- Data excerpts
⟨

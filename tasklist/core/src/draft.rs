/// Text typed into the add-task box but not yet submitted.
#[derive(Debug, Default, Clone, PartialEq, Eq)]
pub struct Draft {
    text: String,
}

impl Draft {
    pub fn text(&self) -> &str {
        &self.text
    }

    pub fn set_text(&mut self, text: impl Into<String>) {
        self.text = text.into();
    }

    /// Takes the trimmed draft and clears it, or returns `None` and leaves the
    /// draft alone when it is blank.
    pub fn submit(&mut self) -> Option<String> {
        let description = self.text.trim();
        if description.is_empty() {
            return None;
        }
        let description = description.to_string();
        self.text.clear();
        Some(description)
    }
}
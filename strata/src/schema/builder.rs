use std::collections::HashMap;

use super::types::{Field, FieldKind, Schema, DEFAULT_ID_FIELD};

/// Registers fields against a fresh registry; consumed by [`Schema::build`].
///
/// Re-declaring a key replaces the earlier field in place, keeping its
/// original registry slot. That matches the declared contract, but since a
/// typo'd re-declaration silently loses a field, the replacement is logged
/// at warn level.
pub struct SchemaBuilder {
    default_tokenizer: String,
    id_field: String,
    entries: Vec<Field>,
    by_key: HashMap<String, usize>,
}

impl SchemaBuilder {
    fn new(default_tokenizer: String) -> Self {
        Self {
            default_tokenizer,
            id_field: DEFAULT_ID_FIELD.to_string(),
            entries: Vec::new(),
            by_key: HashMap::new(),
        }
    }

    /// Designate `key` as the document id field. The key is not required to
    /// name a declared field.
    pub fn id(&mut self, key: impl Into<String>) -> &mut Self {
        self.id_field = key.into();
        self
    }

    /// Register a text field. Tokenizer and storage are set on the returned
    /// handle; without an explicit tokenizer the schema default applies.
    pub fn text(&mut self, key: impl Into<String>) -> TextFieldDecl<'_> {
        TextFieldDecl {
            field: self.declare(key.into(), FieldKind::Text { tokenizer: None }),
        }
    }

    /// Register an untokenized string field (exact-match only).
    pub fn string(&mut self, key: impl Into<String>) -> FieldDecl<'_> {
        FieldDecl {
            field: self.declare(key.into(), FieldKind::String),
        }
    }

    pub fn integer(&mut self, key: impl Into<String>) -> FieldDecl<'_> {
        FieldDecl {
            field: self.declare(key.into(), FieldKind::Integer),
        }
    }

    pub fn double(&mut self, key: impl Into<String>) -> FieldDecl<'_> {
        FieldDecl {
            field: self.declare(key.into(), FieldKind::Double),
        }
    }

    pub fn date(&mut self, key: impl Into<String>) -> FieldDecl<'_> {
        FieldDecl {
            field: self.declare(key.into(), FieldKind::Date),
        }
    }

    pub fn facet(&mut self, key: impl Into<String>) -> FieldDecl<'_> {
        FieldDecl {
            field: self.declare(key.into(), FieldKind::Facet),
        }
    }

    fn declare(&mut self, key: String, kind: FieldKind) -> &mut Field {
        let slot = match self.by_key.get(&key) {
            Some(&slot) => {
                tracing::warn!(
                    field = %key,
                    "field re-declared, replacing the previous definition"
                );
                self.entries[slot] = Field {
                    key,
                    kind,
                    stored: false,
                };
                slot
            }
            None => {
                let slot = self.entries.len();
                self.by_key.insert(key.clone(), slot);
                self.entries.push(Field {
                    key,
                    kind,
                    stored: false,
                });
                slot
            }
        };
        &mut self.entries[slot]
    }

    fn seal(self) -> Schema {
        Schema {
            default_tokenizer: self.default_tokenizer,
            id_field: self.id_field,
            entries: self.entries,
            by_key: self.by_key,
        }
    }
}

/// Handle to a just-declared text field.
pub struct TextFieldDecl<'a> {
    field: &'a mut Field,
}

impl TextFieldDecl<'_> {
    /// Use `name` instead of the schema default tokenizer for this field.
    pub fn tokenizer(self, name: impl Into<String>) -> Self {
        if let FieldKind::Text { tokenizer } = &mut self.field.kind {
            *tokenizer = Some(name.into());
        }
        self
    }

    /// Retain the original value for retrieval in addition to indexing it.
    pub fn stored(self) -> Self {
        self.field.stored = true;
        self
    }
}

/// Handle to a just-declared non-text field.
pub struct FieldDecl<'a> {
    field: &'a mut Field,
}

impl FieldDecl<'_> {
    /// Retain the original value for retrieval in addition to indexing it.
    pub fn stored(self) -> Self {
        self.field.stored = true;
        self
    }
}

impl Schema {
    /// Run `declare` against a fresh builder and seal the result.
    ///
    /// ```
    /// use strata::Schema;
    ///
    /// let schema = Schema::build("standard", |s| {
    ///     s.text("title").stored();
    ///     s.text("body").tokenizer("raw");
    ///     s.integer("views");
    /// });
    ///
    /// assert_eq!(schema.tokenizer_for("body"), Some("raw"));
    /// ```
    pub fn build(
        default_tokenizer: impl Into<String>,
        declare: impl FnOnce(&mut SchemaBuilder),
    ) -> Schema {
        let mut builder = SchemaBuilder::new(default_tokenizer.into());
        declare(&mut builder);
        builder.seal()
    }
}
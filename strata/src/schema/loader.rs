use std::collections::{HashMap, HashSet};
use std::fs;
use std::path::{Path, PathBuf};

use serde::{Deserialize, Serialize};

use crate::schema::{FieldType, Schema};
use crate::{Error, Result};

/// On-disk declarative form of a schema, accepted as YAML or JSON.
///
/// ```yaml
/// default_tokenizer: standard
/// id_field: slug          # optional, defaults to "id"
/// fields:
///   - name: title
///     type: text
///     stored: true
///   - name: body
///     type: text
///     tokenizer: raw
///   - name: views
///     type: integer
/// ```
#[derive(Debug, Clone, Serialize, Deserialize)]
pub struct SchemaFile {
    pub default_tokenizer: String,
    #[serde(default)]
    pub id_field: Option<String>,
    #[serde(default)]
    pub fields: Vec<FieldDef>,
}

#[derive(Debug, Clone, Serialize, Deserialize)]
pub struct FieldDef {
    pub name: String,
    #[serde(rename = "type")]
    pub field_type: FieldType,
    #[serde(default)]
    pub stored: bool,
    #[serde(default)]
    pub tokenizer: Option<String>,
}

impl SchemaFile {
    /// Replay the file's declarations through the builder. A `tokenizer` on
    /// a non-text field cannot be expressed on the builder surface and is
    /// dropped here; `lint` reports it.
    pub fn into_schema(self) -> Schema {
        let SchemaFile {
            default_tokenizer,
            id_field,
            fields,
        } = self;

        Schema::build(default_tokenizer, |b| {
            if let Some(key) = id_field {
                b.id(key);
            }
            for def in fields {
                let FieldDef {
                    name,
                    field_type,
                    stored,
                    tokenizer,
                } = def;
                match field_type {
                    FieldType::Text => {
                        let mut decl = b.text(name);
                        if let Some(tokenizer) = tokenizer {
                            decl = decl.tokenizer(tokenizer);
                        }
                        if stored {
                            decl.stored();
                        }
                    }
                    other => {
                        let decl = match other {
                            FieldType::String => b.string(name),
                            FieldType::Integer => b.integer(name),
                            FieldType::Double => b.double(name),
                            FieldType::Date => b.date(name),
                            FieldType::Facet => b.facet(name),
                            FieldType::Text => unreachable!(),
                        };
                        if stored {
                            decl.stored();
                        }
                    }
                }
            }
        })
    }

    /// Human-readable issues with the declaration (empty = ok). None of
    /// these block construction; they flag declarations that will silently
    /// lose information.
    pub fn lint(&self) -> Vec<String> {
        let mut issues = Vec::new();
        if self.fields.is_empty() {
            issues.push("schema declares no fields".to_string());
        }
        let mut seen = HashSet::new();
        for def in &self.fields {
            if !seen.insert(def.name.as_str()) {
                issues.push(format!(
                    "field '{}' is declared more than once; the later declaration wins",
                    def.name
                ));
            }
            if def.tokenizer.is_some() && def.field_type != FieldType::Text {
                issues.push(format!(
                    "field '{}' sets a tokenizer but is not a text field; it will be ignored",
                    def.name
                ));
            }
        }
        issues
    }
}

/// Loads declarative schema files from a directory.
pub struct SchemaLoader {
    schemas_dir: PathBuf,
}

impl SchemaLoader {
    pub fn new(schemas_dir: impl AsRef<Path>) -> Self {
        Self {
            schemas_dir: schemas_dir.as_ref().to_path_buf(),
        }
    }

    /// Load every `.yaml`/`.yml`/`.json` file in the directory, keyed by
    /// file stem.
    pub fn load_all(&self) -> Result<HashMap<String, Schema>> {
        let mut schemas = HashMap::new();

        for path in self.schema_paths()? {
            let Some(stem) = path.file_stem().and_then(|s| s.to_str()) else {
                continue;
            };
            let schema = self.load_schema(&path)?;
            tracing::debug!(schema = %stem, fields = schema.fields().len(), "loaded schema");
            schemas.insert(stem.to_string(), schema);
        }

        Ok(schemas)
    }

    pub fn load_schema(&self, path: &Path) -> Result<Schema> {
        Ok(self.load_file(path)?.into_schema())
    }

    pub fn load_file(&self, path: &Path) -> Result<SchemaFile> {
        let content = fs::read_to_string(path)?;
        match path.extension().and_then(|e| e.to_str()) {
            Some("yaml") | Some("yml") => Ok(serde_yaml::from_str(&content)?),
            Some("json") => Ok(serde_json::from_str(&content)?),
            _ => Err(Error::Schema(format!(
                "Unsupported schema file extension: {}",
                path.display()
            ))),
        }
    }

    /// Lint every schema file in the directory; map file stem -> issues,
    /// schemas without issues omitted.
    pub fn lint_all(&self) -> Result<HashMap<String, Vec<String>>> {
        let mut map = HashMap::new();

        for path in self.schema_paths()? {
            let Some(stem) = path.file_stem().and_then(|s| s.to_str()) else {
                continue;
            };
            let issues = self.load_file(&path)?.lint();
            if !issues.is_empty() {
                map.insert(stem.to_string(), issues);
            }
        }

        Ok(map)
    }

    fn schema_paths(&self) -> Result<Vec<PathBuf>> {
        if !self.schemas_dir.exists() {
            return Err(Error::Schema(format!(
                "Schemas directory does not exist: {}",
                self.schemas_dir.display()
            )));
        }

        let mut paths = Vec::new();
        for entry in fs::read_dir(&self.schemas_dir)? {
            let path = entry?.path();
            if matches!(
                path.extension().and_then(|e| e.to_str()),
                Some("yaml" | "yml" | "json")
            ) {
                paths.push(path);
            }
        }
        paths.sort();
        Ok(paths)
    }
}
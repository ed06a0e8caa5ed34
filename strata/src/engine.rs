//! Mapping from a sealed [`Schema`] onto tantivy's engine-level field
//! definitions.
//!
//! Pure configuration: opening, writing, and querying the index stay with
//! the engine. Callers register the tokenizers named by
//! [`required_tokenizers`] on the index before the first write.

use tantivy::schema::{
    DateOptions, FacetOptions, IndexRecordOption, NumericOptions, Schema as IndexSchema,
    TextFieldIndexing, STORED, STRING,
};

use crate::schema::{FieldKind, Schema};

/// Build the tantivy schema for an index over `schema`.
///
/// Text fields index with positions under their resolved tokenizer name
/// (explicit, else the schema default). String fields are indexed raw for
/// exact matching. Numeric and date fields are indexed and fast so they can
/// back range queries and sorting. Facet fields are always stored. The id
/// field is added as a stored raw string unless a field was declared under
/// that key, in which case the declaration wins.
pub fn index_schema(schema: &Schema) -> IndexSchema {
    let mut builder = IndexSchema::builder();

    for field in schema.fields() {
        let stored = field.stored;
        match &field.kind {
            FieldKind::Text { .. } => {
                let tokenizer = field.tokenizer().unwrap_or(schema.default_tokenizer());
                let indexing = TextFieldIndexing::default()
                    .set_tokenizer(tokenizer)
                    .set_index_option(IndexRecordOption::WithFreqsAndPositions);
                let mut options =
                    tantivy::schema::TextOptions::default().set_indexing_options(indexing);
                if stored {
                    options = options.set_stored();
                }
                builder.add_text_field(&field.key, options);
            }
            FieldKind::String => {
                let mut options = STRING;
                if stored {
                    options = options | STORED;
                }
                builder.add_text_field(&field.key, options);
            }
            FieldKind::Integer => {
                builder.add_i64_field(&field.key, numeric_options(stored));
            }
            FieldKind::Double => {
                builder.add_f64_field(&field.key, numeric_options(stored));
            }
            FieldKind::Date => {
                let mut options = DateOptions::default().set_indexed().set_fast();
                if stored {
                    options = options.set_stored();
                }
                builder.add_date_field(&field.key, options);
            }
            FieldKind::Facet => {
                builder.add_facet_field(&field.key, FacetOptions::default().set_stored());
            }
        }
    }

    // The id field backs upsert and delete in the engine.
    if schema.get(schema.id_field()).is_none() {
        builder.add_text_field(schema.id_field(), STRING | STORED);
    }

    builder.build()
}

fn numeric_options(stored: bool) -> NumericOptions {
    let mut options = NumericOptions::default().set_indexed().set_fast();
    if stored {
        options = options.set_stored();
    }
    options
}

/// Tokenizer names the engine must be able to resolve for this schema: the
/// default plus every explicit text-field tokenizer, first-occurrence order,
/// deduplicated.
pub fn required_tokenizers(schema: &Schema) -> Vec<&str> {
    let mut names = vec![schema.default_tokenizer()];
    for field in schema.text_fields() {
        if let Some(tokenizer) = field.tokenizer() {
            if !names.contains(&tokenizer) {
                names.push(tokenizer);
            }
        }
    }
    names
}

#[cfg(test)]
mod tests {
    use super::*;
    use tantivy::schema::FieldType as EngineFieldType;

    fn scenario() -> Schema {
        Schema::build("standard", |s| {
            s.text("title").stored();
            s.text("body").tokenizer("raw");
            s.integer("views").stored();
            s.string("path").stored();
            s.double("score");
            s.date("published_at");
            s.facet("category");
        })
    }

    fn text_tokenizer(index_schema: &IndexSchema, name: &str) -> String {
        let field = index_schema.get_field(name).unwrap();
        match index_schema.get_field_entry(field).field_type() {
            EngineFieldType::Str(options) => options
                .get_indexing_options()
                .expect("text field should be indexed")
                .tokenizer()
                .to_string(),
            other => panic!("expected a text field for '{}', got {:?}", name, other),
        }
    }

    #[test]
    fn test_text_fields_carry_resolved_tokenizer() {
        let index_schema = index_schema(&scenario());
        assert_eq!(text_tokenizer(&index_schema, "title"), "standard");
        assert_eq!(text_tokenizer(&index_schema, "body"), "raw");
    }

    #[test]
    fn test_stored_flags_are_respected() {
        let index_schema = index_schema(&scenario());

        let stored = |name: &str| {
            let field = index_schema.get_field(name).unwrap();
            index_schema.get_field_entry(field).is_stored()
        };
        assert!(stored("title"));
        assert!(!stored("body"));
        assert!(stored("views"));
        assert!(stored("path"));
        assert!(!stored("score"));
    }

    #[test]
    fn test_numeric_and_date_fields_are_indexed_and_fast() {
        let index_schema = index_schema(&scenario());

        let views = index_schema.get_field("views").unwrap();
        match index_schema.get_field_entry(views).field_type() {
            EngineFieldType::I64(options) => {
                assert!(options.is_indexed());
                assert!(options.is_fast());
            }
            other => panic!("expected i64 field, got {:?}", other),
        }

        let published_at = index_schema.get_field("published_at").unwrap();
        let entry = index_schema.get_field_entry(published_at);
        assert!(entry.is_indexed());
        assert!(entry.is_fast());
    }

    #[test]
    fn test_id_field_added_when_not_declared() {
        let index_schema = index_schema(&scenario());
        let id = index_schema.get_field("id").unwrap();
        let entry = index_schema.get_field_entry(id);
        assert!(entry.is_stored());
        assert_eq!(text_tokenizer(&index_schema, "id"), "raw");
    }

    #[test]
    fn test_declared_field_under_id_key_wins() {
        let schema = Schema::build("standard", |s| {
            s.text("id");
            s.text("body");
        });
        let index_schema = index_schema(&schema);

        // Exactly the two declared fields; no second "id" is injected.
        assert_eq!(index_schema.fields().count(), 2);
        assert_eq!(text_tokenizer(&index_schema, "id"), "standard");
    }

    #[test]
    fn test_custom_id_field_is_injected_under_its_key() {
        let schema = Schema::build("standard", |s| {
            s.id("slug");
            s.text("body");
        });
        let index_schema = index_schema(&schema);
        let slug = index_schema.get_field("slug").unwrap();
        assert!(index_schema.get_field_entry(slug).is_stored());
    }

    #[test]
    fn test_required_tokenizers_deduplicated_in_order() {
        let schema = Schema::build("standard", |s| {
            s.text("a");
            s.text("b").tokenizer("raw");
            s.text("c").tokenizer("standard");
            s.text("d").tokenizer("ngram3");
        });
        assert_eq!(
            required_tokenizers(&schema),
            vec!["standard", "raw", "ngram3"]
        );
    }
}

⟩

- ABOUT THIS TASK
In how many lines of the data does the string "insert" occur? Answer with the number and nothing else.

- OUTPUT FOR THIS TASK
4